Up to and including the line that contains "#[arg(short, long, default_value", reproduce every line exactly, beginning with the first line below.

::::::::

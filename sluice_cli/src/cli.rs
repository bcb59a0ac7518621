//! Defines the CLI application

use std::path::PathBuf;

use clap::{Args, Parser};

#[derive(Parser)]
#[command(version)]
pub enum Cli {
    /// List the migrations found in the migrations directory
    List(SourceArgs),

    /// Print the content of a migration
    Show(ShowArgs),
}

#[derive(Args)]
pub struct SourceArgs {
    /// Config file location, its path takes precedence over --path
    #[arg(short, long)]
    pub config: Option<PathBuf>,

    /// Migrations directory path
    #[arg(short, long, default_value = "./migrations")]
    pub path: PathBuf,

    /// Regex used to parse migration file names, it must capture version, identifier and direction
    #[arg(long)]
    pub pattern: Option<String>,
}

#[derive(Args)]
pub struct ShowArgs {
    #[command(flatten)]
    pub source: SourceArgs,

    /// Version of the migration
    pub version: u64,

    /// Print the down migration instead of the up one
    #[arg(short, long)]
    pub down: bool,
}
//! Filesystem abstraction migrations are discovered on.
//!
//! Paths are `/` separated strings relative to the root of the filesystem.

mod local;
mod memory;

pub use local::LocalFs;
pub use memory::MemoryFs;

use std::fmt;
use std::io::{self, Read};
use time::OffsetDateTime;

/// Kind of directory entry.
#[derive(Debug, Clone, Copy, PartialEq, Eq)]
pub enum EntryKind {
    File,
    Directory,
}

/// Metadata of a directory entry
#[derive(Debug, Clone, PartialEq, Eq)]
pub struct FileInfo {
    name: String,
    size: u64,
    is_dir: bool,
    modified: Option<OffsetDateTime>,
}

impl FileInfo {
    pub fn new(name: impl Into<String>, size: u64, is_dir: bool) -> FileInfo {
        FileInfo {
            name: name.into(),
            size,
            is_dir,
            modified: None,
        }
    }

    pub fn with_modified(self, modified: OffsetDateTime) -> FileInfo {
        FileInfo {
            modified: Some(modified),
            ..self
        }
    }

    pub(crate) fn from_metadata(name: &str, metadata: &std::fs::Metadata) -> FileInfo {
        FileInfo {
            name: name.into(),
            size: metadata.len(),
            is_dir: metadata.is_dir(),
            modified: metadata.modified().ok().map(OffsetDateTime::from),
        }
    }

    pub fn name(&self) -> &str {
        &self.name
    }

    /// Size in bytes
    pub fn size(&self) -> u64 {
        self.size
    }

    pub fn is_dir(&self) -> bool {
        self.is_dir
    }

    /// Last modification time, if the filesystem tracks it
    pub fn modified(&self) -> Option<&OffsetDateTime> {
        self.modified.as_ref()
    }
}

impl fmt::Display for FileInfo {
    fn fmt(&self, f: &mut fmt::Formatter<'_>) -> fmt::Result {
        f.write_str(&self.name)
    }
}

/// An entry returned by [`Filesystem::read_dir`]
#[derive(Debug, Clone)]
pub struct DirEntry {
    name: String,
    kind: EntryKind,
    info: Option<FileInfo>,
}

impl DirEntry {
    /// `info` is `None` when the filesystem couldn't retrieve the entry's metadata
    pub fn new(name: impl Into<String>, kind: EntryKind, info: Option<FileInfo>) -> DirEntry {
        DirEntry {
            name: name.into(),
            kind,
            info,
        }
    }

    pub fn file(name: impl Into<String>, size: u64) -> DirEntry {
        let name = name.into();
        let info = FileInfo::new(name.clone(), size, false);
        DirEntry::new(name, EntryKind::File, Some(info))
    }

    pub fn directory(name: impl Into<String>) -> DirEntry {
        let name = name.into();
        let info = FileInfo::new(name.clone(), 0, true);
        DirEntry::new(name, EntryKind::Directory, Some(info))
    }

    /// Name of the entry, not its full path
    pub fn name(&self) -> &str {
        &self.name
    }

    pub fn kind(&self) -> EntryKind {
        self.kind
    }

    pub fn is_dir(&self) -> bool {
        self.kind == EntryKind::Directory
    }

    /// Metadata of the entry
    pub fn info(&self) -> io::Result<&FileInfo> {
        self.info.as_ref().ok_or_else(|| {
            io::Error::new(
                io::ErrorKind::Other,
                format!("metadata unavailable for {}", self.name),
            )
        })
    }
}

/// A read only hierarchical filesystem.
pub trait Filesystem {
    /// Stream returned when opening a file, owned by the caller
    type File: Read + Send + 'static;

    /// List the entries directly under `path`, directories are not descended into
    fn read_dir(&self, path: &str) -> io::Result<Vec<DirEntry>>;

    /// Open the file at `path` for reading
    fn open(&self, path: &str) -> io::Result<Self::File>;

    /// Release the filesystem. Filesystems that hold no resources keep the default no-op.
    fn close(&mut self) -> io::Result<()> {
        Ok(())
    }
}

/// Join a directory and an entry name with `/`
pub fn join(root: &str, name: &str) -> String {
    match root.trim_end_matches('/') {
        "" if root.starts_with('/') => format!("/{name}"),
        "" | "." => name.to_owned(),
        dir => format!("{dir}/{name}"),
    }
}

#[cfg(test)]
mod tests {
    use super::{join, DirEntry, EntryKind};

    #[test]
    fn joins_paths() {
        assert_eq!("migrations/1_a.up.sql", join("migrations", "1_a.up.sql"));
        assert_eq!("migrations/1_a.up.sql", join("migrations/", "1_a.up.sql"));
        assert_eq!("1_a.up.sql", join(".", "1_a.up.sql"));
        assert_eq!("1_a.up.sql", join("", "1_a.up.sql"));
        assert_eq!("/1_a.up.sql", join("/", "1_a.up.sql"));
    }

    #[test]
    fn entry_without_metadata_fails_info() {
        let entry = DirEntry::new("1_a.up.sql", EntryKind::File, None);
        assert!(entry.info().is_err());
        assert_eq!(4, DirEntry::file("1_a.up.sql", 4).info().unwrap().size());
        assert!(DirEntry::directory("nested").is_dir());
    }
}
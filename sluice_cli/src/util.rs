use anyhow::{Context, Result};
use sluice_core::config::Config;
use sluice_core::{FsSource, LocalFs};

use crate::cli::SourceArgs;

pub(crate) fn load_config(args: &SourceArgs) -> Result<Config> {
    let config = match &args.config {
        Some(location) => Config::from_file_location(location)
            .with_context(|| format!("could not parse the config file {}", location.display()))?,
        None => Config::new(&args.path),
    };

    Ok(match &args.pattern {
        Some(pattern) => config.set_pattern(pattern),
        None => config,
    })
}

pub(crate) fn open_source(args: &SourceArgs) -> Result<FsSource<LocalFs>> {
    let config = load_config(args)?;
    config.source().with_context(|| {
        format!(
            "could not read migrations from {}",
            config.path().display()
        )
    })
}
use crate::fs::FileInfo;
use crate::Migration;
use std::fmt;
use std::io;
use thiserror::Error as TError;

/// An Error occurred while discovering or reading migrations
#[derive(Debug)]
pub struct Error {
    kind: Box<Kind>,
}

impl Error {
    /// Instantiate a new Error
    pub(crate) fn new(kind: Kind) -> Error {
        Error {
            kind: Box::new(kind),
        }
    }

    /// Return the kind of error occurred
    pub fn kind(&self) -> &Kind {
        &self.kind
    }

    /// Returns true if the error signals that the requested version, file or
    /// directory does not exist.
    pub fn is_not_found(&self) -> bool {
        match self.kind() {
            Kind::Path(err) => err.source.kind() == io::ErrorKind::NotFound,
            Kind::Io(err) => err.kind() == io::ErrorKind::NotFound,
            _ => false,
        }
    }

    /// Return the [`PathError`] describing the failed operation, if any.
    /// This also looks inside io errors returned by filesystems that attach their own [`PathError`].
    pub fn path_error(&self) -> Option<&PathError> {
        match self.kind() {
            Kind::Path(err) => Some(err),
            Kind::Io(err) => err
                .get_ref()
                .and_then(|inner| inner.downcast_ref::<PathError>()),
            _ => None,
        }
    }
}

impl From<Kind> for Error {
    fn from(kind: Kind) -> Error {
        Error::new(kind)
    }
}

impl fmt::Display for Error {
    fn fmt(&self, f: &mut fmt::Formatter<'_>) -> fmt::Result {
        write!(f, "{}", self.kind)
    }
}

impl std::error::Error for Error {
    fn source(&self) -> Option<&(dyn std::error::Error + 'static)> {
        self.kind.source()
    }
}

/// Enum listing possible errors from sluice.
#[derive(Debug, TError)]
pub enum Kind {
    /// An Error from a file name that doesn't follow the migration naming convention
    #[error("migration name {0} must be in the format {{version}}_{{identifier}}.{{up|down}}.{{ext}}")]
    InvalidName(String),
    /// An Error from an invalid version on a file name migration
    #[error("migration version of {0} must be a valid unsigned integer")]
    InvalidVersion(String),
    /// An Error from a file name pattern that can't be used to parse migrations
    #[error("invalid migration name pattern {0}")]
    InvalidPattern(String),
    /// Two files resolve to the same version and direction
    #[error("duplicate migration file: {info}")]
    DuplicateMigration {
        /// the migration that was already registered, when the registry can tell
        existing: Option<Migration>,
        /// the migration that could not be registered
        duplicate: Migration,
        /// metadata of the file the duplicate was parsed from
        info: FileInfo,
    },
    /// An operation failed on a path, either because nothing exists there or
    /// because the filesystem reported an error without naming the path
    #[error(transparent)]
    Path(PathError),
    /// An Error returned by the filesystem, passed through unchanged
    #[error(transparent)]
    Io(io::Error),
    /// An Error parsing sluice Config
    #[error("Error parsing config: {0}")]
    ConfigError(String),
}

/// Records an error together with the operation and the path that caused it.
#[derive(Debug, TError)]
#[error("{op} {path}: {source}")]
pub struct PathError {
    op: String,
    path: String,
    #[source]
    source: io::Error,
}

impl PathError {
    pub fn new(op: impl Into<String>, path: impl Into<String>, source: io::Error) -> PathError {
        PathError {
            op: op.into(),
            path: path.into(),
            source,
        }
    }

    /// The operation that failed, e.g. `open` or `read up for version 3`
    pub fn op(&self) -> &str {
        &self.op
    }

    /// The path the operation was attempted on
    pub fn path(&self) -> &str {
        &self.path
    }

    /// The underlying io error
    pub fn io_error(&self) -> &io::Error {
        &self.source
    }
}

impl From<PathError> for io::Error {
    fn from(err: PathError) -> io::Error {
        io::Error::new(err.source.kind(), err)
    }
}

// checks if an io::Error was built from a PathError and therefore already names its path
pub(crate) fn carries_path(err: &io::Error) -> bool {
    err.get_ref()
        .map(|inner| inner.is::<PathError>())
        .unwrap_or(false)
}
//! Main entry point for the sluice cli tool

mod cli;
mod list;
mod show;
mod util;

use anyhow::Error;
use clap::Parser;
use cli::Cli;
use env_logger::{Builder, Target};
use std::io::Write;

fn main() -> Result<(), Error> {
    human_panic::setup_panic!();

    let mut builder = Builder::new();
    builder
        .format(|buf, record| writeln!(buf, "{}", record.args()))
        .filter(None, log::LevelFilter::Info)
        .parse_default_env()
        .target(Target::Stderr)
        .init();

    let args = Cli::parse();

    match args {
        Cli::List(args) => list::handle_list_command(args)?,
        Cli::Show(args) => show::handle_show_command(args)?,
    };

    Ok(())
}
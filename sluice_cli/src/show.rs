use std::io;

use anyhow::{Context, Result};

use crate::cli::ShowArgs;
use crate::util::open_source;

pub fn handle_show_command(args: ShowArgs) -> Result<()> {
    let source = open_source(&args.source)?;

    let (mut body, identifier) = if args.down {
        source.read_down(args.version)
    } else {
        source.read_up(args.version)
    }
    .with_context(|| format!("could not read migration {}", args.version))?;

    log::info!("migration {} {}", args.version, identifier);
    io::copy(&mut body, &mut io::stdout().lock())?;
    Ok(())
}
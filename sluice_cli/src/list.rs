use std::io::{self, Write};

use anyhow::Result;

use crate::cli::SourceArgs;
use crate::util::open_source;

pub fn handle_list_command(args: SourceArgs) -> Result<()> {
    let source = open_source(&args)?;
    let migrations = source.migrations();

    if migrations.is_empty() {
        log::warn!("no migrations found");
        return Ok(());
    }

    let stdout = io::stdout();
    let mut out = stdout.lock();
    for (version, up, down) in migrations.iter() {
        writeln!(
            out,
            "{} {} {}",
            version,
            up.map_or("-", |m| m.raw()),
            down.map_or("-", |m| m.raw())
        )?;
    }
    Ok(())
}
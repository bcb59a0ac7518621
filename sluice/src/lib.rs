/*!
Discover and stream versioned migrations from any filesystem.

`sluice` turns a directory of migration files into an ordered migration source.
It finds files named after a version and a direction, lets a migration engine walk
the versions in order and reads the content of each migration on demand.\
The directory can live on disk ([`LocalFs`]), in memory ([`MemoryFs`]), be embedded
in your binary with [`embed_migrations!`], or come from any type implementing [`Filesystem`].

## Usage

- Migrations must be named in the format `{1}_{2}.{3}.{4}` where `{1}` represents the migration version,
  `{2}` the identifier, `{3}` the direction (`up` or `down`) and `{4}` the extension, e.g. `1_create_persons.up.sql`.
- Only files directly in the migrations directory are considered, sub directories and files named otherwise are ignored.
- Two files with the same version and direction are an error.
- Sources implement the [`Source`] trait, a migration engine can walk them with [`Source::first`] and [`Source::next`].

[`embed_migrations!`]: macro.embed_migrations.html

### Example
```rust,no_run
use std::io::Read;
use sluice::{FsSource, LocalFs};

let source = FsSource::new(LocalFs::new("./"), "migrations").unwrap();
let mut version = source.first().unwrap();
loop {
    let (mut body, identifier) = source.read_up(version).unwrap();
    let mut sql = String::new();
    body.read_to_string(&mut sql).unwrap();
    println!("{version} {identifier}: {sql}");

    match source.next(version) {
        Ok(next) => version = next,
        Err(err) if err.is_not_found() => break,
        Err(err) => panic!("{err}"),
    }
}
```
*/

pub use sluice_core::fs::{self, DirEntry, EntryKind, FileInfo};
pub use sluice_core::traits::Body;
pub use sluice_core::{
    DefaultParser, Direction, Error, Filesystem, FsSource, Kind, LocalFs, MemoryFs, Migration,
    Migrations, Parser, PathError, Registry, Source, Version, DEFAULT_PATTERN,
};
#[cfg(feature = "toml")]
pub use sluice_core::config;
pub use sluice_macros::embed_migrations;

::::::::

# Response to the exercise:
filename sluice_cli/src/cli.rs
repository bcb59a0ac7518621
//! Defines the CLI application

use std::path::PathBuf;

use clap::{Args, Parser};

#[derive(Parser)]
#[command(version)]
pub enum Cli {
    /// List the migrations found in the migrations directory
    List(SourceArgs),

    /// Print the content of a migration
    Show(ShowArgs),
}

#[derive(Args)]
pub struct SourceArgs {
    /// Config file location, its path takes precedence over --path
    #[arg(short, long)]
    pub config: Option<PathBuf>,

    /// Migrations directory path
    #[arg(short, long, default_value = "./migrations")]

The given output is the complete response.